Wiadomość wyedytowana przez autora 18 lutego 2014, 22:47

6 komentarzy (pokaż)
26 lutego 2014, 15:54

30t2d

dawno nic nie pisałam ale to przez mój nastrój :( nie był najlepszy nic mnie nie cieszyło no w ogóle jakaś masakra :( jeszcze do tego wszystkiego dołączył ból krocza dowarzyszący od tygodnia :( a dziś nawet byłam u lekarza bo wczoraj się cholernie wystraszyłam tak mi się spiął brzuch i taki dziwny ból odczułam, że aż mi się gorąco zrobiło byłam w galerii więc nie wiele myśląc ruszyłam do domu leżakować, wzięłam no-spę ale dziś postanowiłam to sprawdzić u lekarza no i jest wszystko ok! szyjka zamknięta nie skrócona:) :) :) a ból krocza może być spowodowany rozejściem się spojenia łonowego wszystko przygotowuje się do porodu tym bardziej, że u mnie mały ułożony jest główkowo.

ufff tak się bałam wczoraj panika na maksa! Ja nie wiem jak to będzie jak zacznę rodzić czy nie ogarnie mnie jakieś zaćmienie i nie zacznę panikować, wczoraj chciało mi się ryczeć, że może coś się dzieje nie tak:( strach przed czymś nieznanym, złym po prostu mnie sparaliżował więc wychodzę z założenia że wszystko co mnie nie pokoi trzeba sprawdzić;/

czuję się dziś lżejsza, uspokoiłam się :) :) :) cudownie! teraz słucham muzyczki dla dzieci kojącej przyzwyczajam Olka do takich dźwięków ciekawe czy będzie po urodzeniu na nie reagował? do tego wpadają do domu promienie słoneczne i jest mi tak dobrze :)

próbuje się skupić teraz na zdrowej diecie co u mnie jest utrudnione bo mam nietolerancję pokarmową na wiele rzeczy ale może uda się dobrać taką, żeby Oluś miał jak najwięcej witaminek a mamusia nie musiała się przez to źle czuć ;)

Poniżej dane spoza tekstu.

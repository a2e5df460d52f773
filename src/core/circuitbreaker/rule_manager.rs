use super::*;
use crate::{base::SentinelRule, logging, utils, Error, Result};
use arc_swap::ArcSwap;
use std::collections::HashMap;
use std::sync::{Arc, Mutex, RwLock};

pub type BreakerGenFn = dyn Send
    + Sync
    + Fn(
        Arc<Rule>,
        Option<Arc<CounterLeapArray>>,
        StateChangeListeners,
    ) -> Result<Arc<dyn CircuitBreakerTrait>>;

/// rules grouped by resource, in the order they were loaded
pub type RuleMap = HashMap<String, Vec<Arc<Rule>>>;

pub type BreakerMap = HashMap<String, Vec<Arc<dyn CircuitBreakerTrait>>>;

use gen_fns::*;
mod gen_fns {
    use super::*;

    pub(super) fn gen_slow_request(
        rule: Arc<Rule>,
        stat: Option<Arc<CounterLeapArray>>,
        listeners: StateChangeListeners,
    ) -> Result<Arc<dyn CircuitBreakerTrait>> {
        Ok(match stat {
            Some(stat) => Arc::new(SlowRtBreaker::new_with_stat(rule, stat, listeners)),
            None => Arc::new(SlowRtBreaker::new(rule, listeners)?),
        })
    }

    pub(super) fn gen_error_count(
        rule: Arc<Rule>,
        stat: Option<Arc<CounterLeapArray>>,
        listeners: StateChangeListeners,
    ) -> Result<Arc<dyn CircuitBreakerTrait>> {
        Ok(match stat {
            Some(stat) => Arc::new(ErrorCountBreaker::new_with_stat(rule, stat, listeners)),
            None => Arc::new(ErrorCountBreaker::new(rule, listeners)?),
        })
    }

    pub(super) fn gen_error_ratio(
        rule: Arc<Rule>,
        stat: Option<Arc<CounterLeapArray>>,
        listeners: StateChangeListeners,
    ) -> Result<Arc<dyn CircuitBreakerTrait>> {
        Ok(match stat {
            Some(stat) => Arc::new(ErrorRatioBreaker::new_with_stat(rule, stat, listeners)),
            None => Arc::new(ErrorRatioBreaker::new(rule, listeners)?),
        })
    }
}

/// CircuitBreakerManager converts the circuit breaking rules into breakers and serves them to the slots.
/// Readers get the breakers of a resource without locking,
/// rule updates are serialized and publish a new breaker map as a whole.
pub struct CircuitBreakerManager {
    generators: RwLock<HashMap<BreakerStrategy, Arc<BreakerGenFn>>>,
    listeners: StateChangeListeners,
    // the rules as loaded, invalid ones included
    current_rules: Mutex<RuleMap>,
    breakers: ArcSwap<BreakerMap>,
}

impl Default for CircuitBreakerManager {
    fn default() -> Self {
        let mut generators: HashMap<BreakerStrategy, Arc<BreakerGenFn>> = HashMap::new();
        generators.insert(BreakerStrategy::SlowRequestRatio, Arc::new(gen_slow_request));
        generators.insert(BreakerStrategy::ErrorCount, Arc::new(gen_error_count));
        generators.insert(BreakerStrategy::ErrorRatio, Arc::new(gen_error_ratio));
        CircuitBreakerManager {
            generators: RwLock::new(generators),
            listeners: new_state_change_listeners(),
            current_rules: Mutex::new(RuleMap::new()),
            breakers: ArcSwap::from_pointee(BreakerMap::new()),
        }
    }
}

fn group_by_resource(rules: Vec<Arc<Rule>>) -> RuleMap {
    let mut rule_map = RuleMap::new();
    for rule in rules {
        rule_map.entry(rule.resource.clone()).or_default().push(rule);
    }
    rule_map
}

fn valid_rules_of(rules: &[Arc<Rule>]) -> Vec<Arc<Rule>> {
    rules
        .iter()
        .filter(|rule| match rule.is_valid() {
            Ok(_) => true,
            Err(err) => {
                logging::warn!(
                    "[CircuitBreaker load_rules] Ignoring invalid circuit breaking rule {:?}, reason: {:?}",
                    rule,
                    err
                );
                false
            }
        })
        .cloned()
        .collect()
}

impl CircuitBreakerManager {
    pub fn new() -> Self {
        Self::default()
    }

    fn lock_rules(&self) -> std::sync::MutexGuard<'_, RuleMap> {
        self.current_rules
            .lock()
            .unwrap_or_else(|poisoned| poisoned.into_inner())
    }

    /// `get_rules_of_resource` returns specific resource's valid rules
    pub fn get_rules_of_resource(&self, res: &str) -> Vec<Arc<Rule>> {
        self.breakers
            .load()
            .get(res)
            .map(|cbs| cbs.iter().map(|cb| Arc::clone(cb.bound_rule())).collect())
            .unwrap_or_default()
    }

    /// `get_rules` returns all the valid rules
    pub fn get_rules(&self) -> Vec<Arc<Rule>> {
        self.breakers
            .load()
            .values()
            .flatten()
            .map(|cb| Arc::clone(cb.bound_rule()))
            .collect()
    }

    pub fn get_breakers_of_resource(&self, res: &str) -> Vec<Arc<dyn CircuitBreakerTrait>> {
        self.breakers.load().get(res).cloned().unwrap_or_default()
    }

    /// `clear_rules` clear all the previous rules.
    pub fn clear_rules(&self) {
        let mut current = self.lock_rules();
        current.clear();
        self.breakers.store(Arc::new(BreakerMap::new()));
    }

    /// `clear_rules_of_resource` clears resource level rules.
    pub fn clear_rules_of_resource(&self, res: &str) {
        let mut current = self.lock_rules();
        current.remove(res);
        let mut breakers = (**self.breakers.load()).clone();
        breakers.remove(res);
        self.breakers.store(Arc::new(breakers));
    }

    /// load_rules replaces old rules with the given circuit breaking rules.
    /// returned `bool` indicate whether the internal map has been changed
    pub fn load_rules(&self, rules: Vec<Arc<Rule>>) -> bool {
        let rule_map = group_by_resource(rules);
        let mut current = self.lock_rules();
        if *current == rule_map {
            logging::info!(
                "[CircuitBreaker load_rules] Loaded rules is the same with current rules, so ignore load operation."
            );
            return false;
        }

        let start = utils::curr_time_nanos();
        let mut old_breakers = (**self.breakers.load()).clone();
        let mut new_breakers = BreakerMap::with_capacity(rule_map.len());
        for (res, rules) in &rule_map {
            let valid_rules = valid_rules_of(rules);
            if valid_rules.is_empty() {
                continue;
            }
            let mut placeholder = Vec::new();
            let new_cbs_of_res = self.build_resource_circuit_breaker(
                res,
                &valid_rules,
                old_breakers.get_mut(res).unwrap_or(&mut placeholder),
            );
            if !new_cbs_of_res.is_empty() {
                new_breakers.insert(res.clone(), new_cbs_of_res);
            }
        }

        if new_breakers.is_empty() {
            logging::info!("[CircuitBreaker load_rules] Circuit breaking rules were cleared")
        } else {
            logging::info!(
                "[CircuitBreaker load_rules] Circuit breaking rules were loaded: {:?}",
                new_breakers
                    .values()
                    .flatten()
                    .map(|cb| cb.bound_rule())
                    .collect::<Vec<_>>()
            )
        }
        self.breakers.store(Arc::new(new_breakers));
        *current = rule_map;
        logging::debug!(
            "[CircuitBreaker load_rules] Time statistic(ns) for updating circuit breaker rule, time cost {}",
            utils::curr_time_nanos() - start
        );
        true
    }

    /// load_rules_of_resource loads the given resource's circuit breaking rules, replacing all previous rules of the resource.
    /// Returns false when the rules equal the current rules of the resource.
    pub fn load_rules_of_resource(&self, res: &str, rules: Vec<Arc<Rule>>) -> Result<bool> {
        if res.is_empty() {
            return Err(Error::msg("empty resource"));
        }
        let mut current = self.lock_rules();
        let mut breakers = (**self.breakers.load()).clone();
        if rules.is_empty() {
            current.remove(res);
            breakers.remove(res);
            self.breakers.store(Arc::new(breakers));
            logging::info!(
                "[CircuitBreaker load_rules_of_resource] Clear resource level rules, resource {}",
                res
            );
            return Ok(true);
        }
        if current.get(res) == Some(&rules) {
            logging::info!("[CircuitBreaker load_rules_of_resource] Load resource level rules is the same with current resource level rules, so ignore load operation.");
            return Ok(false);
        }

        let valid_rules = valid_rules_of(&rules);
        let mut old_res_cbs = breakers.remove(res).unwrap_or_default();
        let new_res_cbs = self.build_resource_circuit_breaker(res, &valid_rules, &mut old_res_cbs);
        if !new_res_cbs.is_empty() {
            breakers.insert(res.to_owned(), new_res_cbs);
        }
        self.breakers.store(Arc::new(breakers));
        current.insert(res.to_owned(), rules);
        logging::info!(
            "[CircuitBreaker load_rules_of_resource] Load resource level rules, resource: {}, valid rules: {:?}",
            res,
            valid_rules
        );
        Ok(true)
    }

    /// register_state_change_listeners registers the state change listeners for all circuit breakers of the manager
    pub fn register_state_change_listeners(&self, listeners: Vec<Arc<dyn StateChangeListener>>) {
        if listeners.is_empty() {
            return;
        }
        self.listeners.rcu(|current| {
            let mut all = (**current).clone();
            all.extend(listeners.iter().cloned());
            all
        });
    }

    /// clear_state_change_listeners clears the all StateChangeListener
    pub fn clear_state_change_listeners(&self) {
        self.listeners.store(Arc::new(Vec::new()));
    }

    /// set_circuit_breaker_generator sets the circuit breaker generator for the given strategy.
    /// Note that modifying the generator of default strategies is not allowed.
    pub fn set_circuit_breaker_generator(
        &self,
        s: BreakerStrategy,
        generator: Box<BreakerGenFn>,
    ) -> Result<()> {
        match s {
            BreakerStrategy::Custom(_) => {
                self.generators
                    .write()
                    .unwrap_or_else(|poisoned| poisoned.into_inner())
                    .insert(s, Arc::from(generator));
                Ok(())
            }
            _ => Err(Error::msg(
                "Default circuit breakers are not allowed to be modified.",
            )),
        }
    }

    pub fn remove_circuit_breaker_generator(&self, s: &BreakerStrategy) -> Result<()> {
        match s {
            BreakerStrategy::Custom(_) => {
                self.generators
                    .write()
                    .unwrap_or_else(|poisoned| poisoned.into_inner())
                    .remove(s);
                Ok(())
            }
            _ => Err(Error::msg(
                "Default circuit breakers are not allowed to be modified.",
            )),
        }
    }

    fn generator_of(&self, s: &BreakerStrategy) -> Option<Arc<BreakerGenFn>> {
        self.generators
            .read()
            .unwrap_or_else(|poisoned| poisoned.into_inner())
            .get(s)
            .cloned()
    }

    /// build_resource_circuit_breaker builds the breakers of `res` from its rules.
    /// The breaker of an equal old rule is kept as it is, the statistic of a stat reusable old rule is carried over.
    /// Reused breakers are removed from `old_res_cbs`.
    pub fn build_resource_circuit_breaker(
        &self,
        res: &str,
        rules_of_res: &[Arc<Rule>],
        old_res_cbs: &mut Vec<Arc<dyn CircuitBreakerTrait>>,
    ) -> Vec<Arc<dyn CircuitBreakerTrait>> {
        let mut new_res_cbs = Vec::with_capacity(rules_of_res.len());
        for rule in rules_of_res {
            if res != rule.resource {
                logging::error!("[CircuitBreaker build_resource_circuit_breaker] Unmatched resource name, expect: {}, actual: {}, rule: {:?}", res, rule.resource, rule);
                continue;
            }

            let (eq_idx, reuse_stat_idx) = calculate_reuse_index_for(rule, old_res_cbs);
            if let Some(eq_idx) = eq_idx {
                new_res_cbs.push(old_res_cbs.remove(eq_idx));
                continue;
            }

            let generator = match self.generator_of(&rule.strategy) {
                Some(generator) => generator,
                None => {
                    logging::error!("[CircuitBreaker build_resource_circuit_breaker] Ignoring the rule due to unsupported circuit breaking strategy, rule {:?}", rule);
                    continue;
                }
            };
            let stat = reuse_stat_idx.map(|idx| Arc::clone(old_res_cbs[idx].stat()));
            match generator(Arc::clone(rule), stat, Arc::clone(&self.listeners)) {
                Ok(cb) => {
                    if let Some(idx) = reuse_stat_idx {
                        old_res_cbs.remove(idx);
                    }
                    new_res_cbs.push(cb);
                }
                Err(err) => logging::error!(
                    "[CircuitBreaker build_resource_circuit_breaker] Failed to generate the circuit breaker, rule {:?}, error: {:?}",
                    rule,
                    err
                ),
            }
        }
        new_res_cbs
    }
}

/// Returns the index of the breaker with an equal rule and of the first breaker with a stat reusable rule.
pub fn calculate_reuse_index_for(
    r: &Arc<Rule>,
    old_res_cbs: &[Arc<dyn CircuitBreakerTrait>],
) -> (Option<usize>, Option<usize>) {
    let mut reuse_stat_idx = None;
    for (idx, old_cb) in old_res_cbs.iter().enumerate() {
        let old_rule = old_cb.bound_rule();
        if old_rule == r {
            return (Some(idx), reuse_stat_idx);
        }
        if reuse_stat_idx.is_none() && old_rule.is_stat_reusable(r) {
            reuse_stat_idx = Some(idx);
        }
    }
    (None, reuse_stat_idx)
}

Wiadomość wyedytowana przez autora 26 lutego 2014, 15:58

4 komentarze (pokaż)
26 lutego 2014, 15:58

muszę to sobie zapisać żeby pamiętać

Mój Oluś w czwartek 29t4d miał 1420g +/-150g i mierzył 38 cm :)
Ułożony jest główką w dól i oby synuś nie przyszło Ci do głowy zmieniać tej pozycji ;) z prawej strony na kręgosłup a z lewej nóżki czyli mamy pozycję na znak zapytania :)
Jest śliczny już tak wyraźnie widać było na USG jego twarzyczkę stwierdziłam skromnie, że taki ładny bo do mamusi podobny he he ;)

0 komentarzy (pokaż)
26 lutego 2014, 16:03
PoradaKomentuj | Lubię (0)

Ból w obrębie spojenia łonowego spowodowany jego rozejściem, pęknięciem lub rozerwaniem w czasie ciąży lub porodu.

Objawy i przebieg
Podczas ciąży, wskutek działania estrogenów, dochodzi do rozluźnienia chrząstkozrostów, którymi w obrębie miednicy mniejszej są spojenie łonowe oraz stawy krzyżowo-biodrowe. Zwiększenie elastyczności aparatu więzadłowego miednicy jest naturalną rzeczą w trakcie ciąży, bowiem w ten sposób miednica „przygotowuje się” do porodu i ułatwienia przejścia dziecka przez kanał rodny. Nieznaczny ból w obrębie dolnego odcinka miednicy może się wówczas pojawiać pod koniec ciąży, kiedy główka zaczyna się obniżać i wstawiać do miednicy kostnej.
Ciężarna może mieć wówczas kłopoty ze sprawnym chodzeniem, odczuwać ból przy wstawaniu z łóżka po dłuższym odpoczynku lub nadmiernym wysiłku. Podczas ciąży najczęściej można się spotkać z tzw. cichym rozejściem spojenia, które przeważnie spowodowane jest przyczynami czynnościowymi. Do znacznie poważniejszych urazów spojenia może dojść w trakcie ciężkiego porodu np. poród kleszczowy, duża masa płodu przy zwężonej miednicy kostnej u rodzącej. Może wówczas dojść nie tylko do rozejścia ale również do pęknięcia bądź rozerwania spojenia.
Objawy uszkodzeń podczas porodu najczęściej ujawniają się dopiero w połogu. W zależności od stopnia rozejścia obserwuje się różne nasilenie objawów takich jak obrzęk i ból spojenia lub podbrzusza promieniujący do uda i kości krzyżowej.

Leczenie - kiedy udać się do lekarza
Jeżeli ból występujący w okolicy spojenia łonowego nasila się podczas chodzenia lub leżenia na boku a do tego dołączy się gorączka należy niezwłocznie skontaktować się z lekarzem. Rozejściu spojenia może również towarzyszyć występowanie krwiaka pozałonowego, który może być rozpoznany w trakcie badania ginekologicznego. Zaniedbanie tego stanu może wiązać się z poważnymi konsekwencjami w przyszłości. Jeżeli dotyczy to kobiety ciężarnej rozpoznanie możliwe jest na podstawie badania przedmiotowego natomiast leczenie na postępowaniu zachowawczym.
W zależności od stopnia rozejścia lekarz może zakwalifikować taką ciężarną do cięcia cesarskiego. Natomiast w przypadku kobiet po porodzie należy wykonać Rtg, na podstawie którego będzie można określić stopień rozejścia, obecność stanów zapalnych czy też uszkodzeń. W cięższych przypadkach konieczne może okazać się unieruchomienie lub zabieg operacyjny.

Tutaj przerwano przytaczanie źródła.